Jack and I just started getting close. He was having a rough night full of remorse on love problems, so I asked him what his definition of love was.

"I'm just saying love is a drug, you're nervous to try it at first, then you get addicted, then you can't get enough of it, and then you end up broken, sad, and worse than when you started when it ends."

At this point, I completely disagreed with him. I was in love, head over heels for Nolan. I found love to be the best thing that's ever happened to me. So I chose to try to get Jack to be open-minded about it, to give love a second, or third, or in his case, fifth shot.

"When you fall in love, it's the best thing that ever happens to you. When you fall in love, your stomach does back flips and your brain speaks in the language of ferris wheels. Love is having her curled up against you, listening to the sound of your heartbeat and tracing maps across your skin with dainty fingers.

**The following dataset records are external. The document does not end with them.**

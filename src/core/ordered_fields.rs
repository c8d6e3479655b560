//! Insertion-ordered field map

use super::field::{Field, FieldValue};
use std::collections::HashMap;

/// Key → field mapping that remembers the order in which keys first appeared.
///
/// Overwriting a key replaces its value in place; the key keeps its original
/// position. Not synchronized on its own; `FieldStore` guards it.
#[derive(Debug, Clone, Default)]
pub struct OrderedFieldSet {
    order: Vec<String>,
    values: HashMap<String, Field>,
}

impl OrderedFieldSet {
    pub fn new() -> Self {
        Self::default()
    }

    /// Insert or overwrite `field`
    pub fn insert(&mut self, field: Field) {
        if !self.values.contains_key(&field.key) {
            self.order.push(field.key.clone());
        }
        self.values.insert(field.key.clone(), field);
    }

    /// Insert or overwrite a key/value pair
    pub fn set(&mut self, key: impl Into<String>, value: impl Into<FieldValue>) {
        self.insert(Field::new(key, value));
    }

    /// Remove `key`, returning its field if present
    pub fn remove(&mut self, key: &str) -> Option<Field> {
        let removed = self.values.remove(key)?;
        self.order.retain(|k| k != key);
        Some(removed)
    }

    pub fn get(&self, key: &str) -> Option<&Field> {
        self.values.get(key)
    }

    pub fn contains_key(&self, key: &str) -> bool {
        self.values.contains_key(key)
    }

    /// Fields in first-insertion order
    pub fn iter(&self) -> impl Iterator<Item = &Field> {
        self.order.iter().filter_map(|key| self.values.get(key))
    }

    /// Keys in first-insertion order
    pub fn keys(&self) -> impl Iterator<Item = &str> {
        self.order.iter().map(String::as_str)
    }

    pub fn len(&self) -> usize {
        self.order.len()
    }

    pub fn is_empty(&self) -> bool {
        self.order.is_empty()
    }

    pub fn clear(&mut self) {
        self.order.clear();
        self.values.clear();
    }
}

impl FromIterator<Field> for OrderedFieldSet {
    fn from_iter<I: IntoIterator<Item = Field>>(iter: I) -> Self {
        let mut set = Self::new();
        set.extend(iter);
        set
    }
}

impl Extend<Field> for OrderedFieldSet {
    fn extend<I: IntoIterator<Item = Field>>(&mut self, iter: I) {
        for field in iter {
            self.insert(field);
        }
    }
}

#[cfg(test)]
mod tests {
    use super::*;

    fn keys(set: &OrderedFieldSet) -> Vec<&str> {
        set.keys().collect()
    }

    #[test]
    fn test_first_insertion_order() {
        let mut set = OrderedFieldSet::new();
        set.set("b", 1);
        set.set("a", 2);
        set.set("c", 3);

        assert_eq!(keys(&set), vec!["b", "a", "c"]);
    }

    #[test]
    fn test_overwrite_keeps_position() {
        let mut set = OrderedFieldSet::new();
        set.set("a", 1);
        set.set("b", 2);
        set.set("a", 10);

        assert_eq!(keys(&set), vec!["a", "b"]);
        assert_eq!(set.get("a").map(|f| &f.value), Some(&FieldValue::Int(10)));
        assert_eq!(set.len(), 2);
    }

    #[test]
    fn test_remove_and_reinsert_moves_to_end() {
        let mut set: OrderedFieldSet =
            vec![Field::new("a", 1), Field::new("b", 2), Field::new("c", 3)]
                .into_iter()
                .collect();

        assert!(set.remove("a").is_some());
        assert!(set.remove("a").is_none());
        assert_eq!(keys(&set), vec!["b", "c"]);

        set.set("a", 4);
        assert_eq!(keys(&set), vec!["b", "c", "a"]);
    }

    #[test]
    fn test_iter_matches_order() {
        let mut set = OrderedFieldSet::new();
        set.set("x", "1");
        set.set("y", "2");

        let rendered: Vec<String> = set.iter().map(ToString::to_string).collect();
        assert_eq!(rendered, vec!["x=1", "y=2"]);
    }
}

Her laugh the resounds the room when you tell her jokes, even really bad ones. All of your firsts and how perfect they were that you kept going for seconds and thirds and fourths. The dreams you allow yourself to have about your future with them, the moments you attach to songs and the meaning you attach to the words 'I love you'. Falling in love is taking a risk, but who knows? If you don't take it, you may have just walked out on your soulmate."

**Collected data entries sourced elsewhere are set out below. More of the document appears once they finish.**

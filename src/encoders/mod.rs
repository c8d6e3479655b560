//! Encoder implementations and factories

pub mod console;
pub mod json;

pub use console::ConsoleEncoder;
pub use json::JsonEncoder;

pub use crate::core::{Encoder, EncoderConfig, EncoderFactory, LevelEncoding};

use std::sync::Arc;

/// JSON with the dispatch preset (`ts`, ISO 8601 timestamps, lowercase levels)
pub fn default_encoder() -> EncoderFactory {
    json_encoder(EncoderConfig::dispatch())
}

pub fn json_encoder(config: EncoderConfig) -> EncoderFactory {
    Arc::new(move || Box::new(JsonEncoder::new(config.clone())) as Box<dyn Encoder>)
}

pub fn console_encoder(config: EncoderConfig) -> EncoderFactory {
    Arc::new(move || Box::new(ConsoleEncoder::new(config.clone())) as Box<dyn Encoder>)
}

#[cfg(test)]
mod tests {
    use super::*;

    #[test]
    fn test_factories_build_named_encoders() {
        assert_eq!(default_encoder()().name(), "json");
        assert_eq!(console_encoder(EncoderConfig::dispatch())().name(), "console");
    }
}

Jack simply shrugged me off at this. He didn't believe a word of it all. He was always one for the pessimistic approach on life and love.

A MONTH AND WEEKS POST BREAKUP

Except today, the tables have turned. It is now Jack that is willing to give his heart to one familiar girl he tends to call the prettiest. He knows it might not end well, but that does not matter to him. He wants it all: the goods, the bads, and the uglies of the relationship. He wants the three A.M I love yous and the 9 o'clock fights. He wants the playful tickle fights and lustful kisses. He wants it all. 

I, on the other hand, do not believe in the same fate. I believe that maybe one day, I will recover and find love again, but it won't be anytime soon, or as pure as it was with Nolan. I am bitter and remorseful. Love has ruined me. I can't even touch another guy without a thought of him. I can't go an hour without the thought of him, let alone a day. Butterflies in stomachs and rainy day cuddles are not worth the pain of losing both my lover and simultaneously, my best friend. Together forever is a mystery to me seeing as everything is temporary. Love isn't real to me anymore. The way my chest aches when I see him, that is real. The way I shake when I think about our past memories, that is real. The way he makes my head pound and my eyesight blurry because of how high my heart rate is from lack of emotion he's showed me after a year of constant affection, admiration and attention, that is real. Addiction, that's what's real. I became addicted to feeling needed and to the way his hands held my thighs better than my favourite jeans. I became addicted to the way his breath traveled down my spine when we were skin to skin. Pain is real. Addiction is real. Love is a mere product of our imagination.